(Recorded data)
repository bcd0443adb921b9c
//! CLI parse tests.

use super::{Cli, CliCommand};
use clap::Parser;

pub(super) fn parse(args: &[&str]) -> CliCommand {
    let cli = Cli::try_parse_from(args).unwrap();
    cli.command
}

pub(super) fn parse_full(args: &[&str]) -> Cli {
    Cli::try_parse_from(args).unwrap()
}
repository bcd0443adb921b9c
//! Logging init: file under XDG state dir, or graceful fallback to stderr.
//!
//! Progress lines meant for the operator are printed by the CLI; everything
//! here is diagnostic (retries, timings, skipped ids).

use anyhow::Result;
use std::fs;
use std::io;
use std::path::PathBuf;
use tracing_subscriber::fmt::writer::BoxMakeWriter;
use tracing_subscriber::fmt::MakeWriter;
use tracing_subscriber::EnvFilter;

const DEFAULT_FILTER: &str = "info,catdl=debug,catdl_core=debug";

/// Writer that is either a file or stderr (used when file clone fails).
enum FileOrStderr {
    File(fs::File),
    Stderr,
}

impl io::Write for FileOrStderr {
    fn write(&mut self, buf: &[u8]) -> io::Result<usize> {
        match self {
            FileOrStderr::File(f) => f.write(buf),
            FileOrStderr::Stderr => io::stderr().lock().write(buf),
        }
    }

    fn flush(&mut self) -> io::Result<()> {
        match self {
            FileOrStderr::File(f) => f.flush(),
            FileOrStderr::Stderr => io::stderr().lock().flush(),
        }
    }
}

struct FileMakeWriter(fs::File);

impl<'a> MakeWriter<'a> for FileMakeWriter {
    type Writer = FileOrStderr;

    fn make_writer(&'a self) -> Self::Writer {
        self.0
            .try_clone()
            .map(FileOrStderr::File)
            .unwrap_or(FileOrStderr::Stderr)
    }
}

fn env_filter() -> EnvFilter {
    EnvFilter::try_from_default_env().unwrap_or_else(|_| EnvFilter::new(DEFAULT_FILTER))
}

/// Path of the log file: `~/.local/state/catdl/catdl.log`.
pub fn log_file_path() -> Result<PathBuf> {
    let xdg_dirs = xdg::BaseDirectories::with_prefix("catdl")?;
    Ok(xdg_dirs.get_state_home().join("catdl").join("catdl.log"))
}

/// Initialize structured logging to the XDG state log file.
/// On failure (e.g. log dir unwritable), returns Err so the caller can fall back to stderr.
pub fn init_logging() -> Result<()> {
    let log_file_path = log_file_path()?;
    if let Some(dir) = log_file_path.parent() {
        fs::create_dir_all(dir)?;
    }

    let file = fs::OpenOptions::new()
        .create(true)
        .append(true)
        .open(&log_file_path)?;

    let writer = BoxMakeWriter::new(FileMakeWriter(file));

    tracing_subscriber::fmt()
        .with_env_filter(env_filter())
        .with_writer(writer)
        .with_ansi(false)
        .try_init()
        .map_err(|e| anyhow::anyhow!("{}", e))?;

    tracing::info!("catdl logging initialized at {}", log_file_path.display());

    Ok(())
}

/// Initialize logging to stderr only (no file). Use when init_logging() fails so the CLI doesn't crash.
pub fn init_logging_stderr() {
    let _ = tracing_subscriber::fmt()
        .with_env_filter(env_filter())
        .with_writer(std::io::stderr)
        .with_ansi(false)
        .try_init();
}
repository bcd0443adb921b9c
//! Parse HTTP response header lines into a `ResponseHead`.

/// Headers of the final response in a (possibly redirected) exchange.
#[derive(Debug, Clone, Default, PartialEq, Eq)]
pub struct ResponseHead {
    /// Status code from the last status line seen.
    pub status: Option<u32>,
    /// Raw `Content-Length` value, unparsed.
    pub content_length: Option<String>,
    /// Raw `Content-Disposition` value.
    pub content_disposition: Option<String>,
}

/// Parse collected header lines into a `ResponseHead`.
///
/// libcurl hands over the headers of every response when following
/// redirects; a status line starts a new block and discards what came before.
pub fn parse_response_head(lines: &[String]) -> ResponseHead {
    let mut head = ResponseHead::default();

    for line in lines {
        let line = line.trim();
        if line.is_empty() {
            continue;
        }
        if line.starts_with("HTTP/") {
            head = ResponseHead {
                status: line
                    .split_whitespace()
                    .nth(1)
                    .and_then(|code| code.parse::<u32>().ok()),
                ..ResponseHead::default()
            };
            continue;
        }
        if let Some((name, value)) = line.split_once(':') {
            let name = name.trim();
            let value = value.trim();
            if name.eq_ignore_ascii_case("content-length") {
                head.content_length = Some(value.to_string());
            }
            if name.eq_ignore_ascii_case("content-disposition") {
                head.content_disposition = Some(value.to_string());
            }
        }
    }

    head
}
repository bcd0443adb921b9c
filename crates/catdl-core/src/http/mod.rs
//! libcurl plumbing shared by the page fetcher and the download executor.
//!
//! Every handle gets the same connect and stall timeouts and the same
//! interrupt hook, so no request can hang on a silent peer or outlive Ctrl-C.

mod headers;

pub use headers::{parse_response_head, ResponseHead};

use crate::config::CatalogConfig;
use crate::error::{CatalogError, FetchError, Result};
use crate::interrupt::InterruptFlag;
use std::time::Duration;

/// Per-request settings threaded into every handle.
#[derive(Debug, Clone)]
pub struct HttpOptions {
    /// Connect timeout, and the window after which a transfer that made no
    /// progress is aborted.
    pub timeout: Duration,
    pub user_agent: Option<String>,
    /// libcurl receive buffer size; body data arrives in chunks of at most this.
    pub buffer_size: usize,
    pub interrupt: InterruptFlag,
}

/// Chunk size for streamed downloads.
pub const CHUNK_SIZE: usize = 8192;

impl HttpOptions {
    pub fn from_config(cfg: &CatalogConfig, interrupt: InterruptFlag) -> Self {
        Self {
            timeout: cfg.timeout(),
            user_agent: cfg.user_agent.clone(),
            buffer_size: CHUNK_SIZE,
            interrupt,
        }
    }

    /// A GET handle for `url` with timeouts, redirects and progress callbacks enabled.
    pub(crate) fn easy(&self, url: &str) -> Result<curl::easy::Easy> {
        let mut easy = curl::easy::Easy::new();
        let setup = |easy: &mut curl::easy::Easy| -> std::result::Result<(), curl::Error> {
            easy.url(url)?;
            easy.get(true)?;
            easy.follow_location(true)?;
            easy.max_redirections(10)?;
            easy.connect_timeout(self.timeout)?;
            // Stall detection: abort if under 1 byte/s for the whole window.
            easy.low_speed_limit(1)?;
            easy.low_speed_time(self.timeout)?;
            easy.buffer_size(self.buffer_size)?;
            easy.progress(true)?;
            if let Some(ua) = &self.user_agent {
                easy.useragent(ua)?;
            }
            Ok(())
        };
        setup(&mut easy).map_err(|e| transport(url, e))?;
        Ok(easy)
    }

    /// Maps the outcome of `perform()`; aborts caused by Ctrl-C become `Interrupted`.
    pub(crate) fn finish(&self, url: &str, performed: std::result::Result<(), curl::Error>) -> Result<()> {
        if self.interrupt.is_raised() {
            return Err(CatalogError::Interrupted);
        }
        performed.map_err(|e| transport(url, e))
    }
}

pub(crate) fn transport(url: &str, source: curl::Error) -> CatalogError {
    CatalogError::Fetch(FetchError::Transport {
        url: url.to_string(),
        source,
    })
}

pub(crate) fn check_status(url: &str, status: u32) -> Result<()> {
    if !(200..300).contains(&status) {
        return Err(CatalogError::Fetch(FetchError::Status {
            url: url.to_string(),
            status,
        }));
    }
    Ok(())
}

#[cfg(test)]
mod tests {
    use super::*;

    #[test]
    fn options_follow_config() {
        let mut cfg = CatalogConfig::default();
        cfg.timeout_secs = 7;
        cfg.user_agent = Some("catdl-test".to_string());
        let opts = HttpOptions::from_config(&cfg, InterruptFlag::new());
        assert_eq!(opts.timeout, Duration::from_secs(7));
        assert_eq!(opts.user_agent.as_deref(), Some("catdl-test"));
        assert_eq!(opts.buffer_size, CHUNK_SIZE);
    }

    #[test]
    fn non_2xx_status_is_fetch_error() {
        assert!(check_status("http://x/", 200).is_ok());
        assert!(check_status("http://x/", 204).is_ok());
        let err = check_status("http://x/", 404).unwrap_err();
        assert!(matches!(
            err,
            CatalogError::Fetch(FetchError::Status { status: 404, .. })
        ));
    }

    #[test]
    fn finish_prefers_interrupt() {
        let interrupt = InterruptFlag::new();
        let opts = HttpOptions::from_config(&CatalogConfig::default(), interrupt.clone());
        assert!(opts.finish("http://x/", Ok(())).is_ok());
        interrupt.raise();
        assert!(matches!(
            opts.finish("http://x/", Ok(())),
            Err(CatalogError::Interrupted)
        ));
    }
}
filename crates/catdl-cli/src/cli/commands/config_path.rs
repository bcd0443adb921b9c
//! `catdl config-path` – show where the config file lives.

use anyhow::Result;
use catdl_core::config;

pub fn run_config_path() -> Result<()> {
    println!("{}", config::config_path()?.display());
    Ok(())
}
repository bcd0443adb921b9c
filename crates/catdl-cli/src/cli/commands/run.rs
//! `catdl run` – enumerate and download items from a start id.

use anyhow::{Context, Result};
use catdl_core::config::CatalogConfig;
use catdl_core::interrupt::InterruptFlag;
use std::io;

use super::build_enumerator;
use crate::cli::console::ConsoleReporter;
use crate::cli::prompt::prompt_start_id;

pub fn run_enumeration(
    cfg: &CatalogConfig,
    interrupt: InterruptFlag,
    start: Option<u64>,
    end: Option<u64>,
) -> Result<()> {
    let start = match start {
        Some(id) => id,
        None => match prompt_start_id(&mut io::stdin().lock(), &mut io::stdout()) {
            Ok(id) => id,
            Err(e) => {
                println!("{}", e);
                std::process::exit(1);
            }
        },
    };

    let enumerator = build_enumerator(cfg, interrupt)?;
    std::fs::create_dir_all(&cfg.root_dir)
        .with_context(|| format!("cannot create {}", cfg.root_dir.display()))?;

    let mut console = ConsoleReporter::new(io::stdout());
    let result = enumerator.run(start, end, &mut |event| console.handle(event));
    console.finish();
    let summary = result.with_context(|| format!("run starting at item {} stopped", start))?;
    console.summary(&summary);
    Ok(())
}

EXERCISE BRIEF: Once you find the string "performed" in a line of the records, copy that line.

WRITTEN SOLUTION:
    pub(crate) fn finish(&self, url: &str, performed: std::result::Result<(), curl::Error>) -> Result<()> {
        performed.map_err(|e| transport(url, e))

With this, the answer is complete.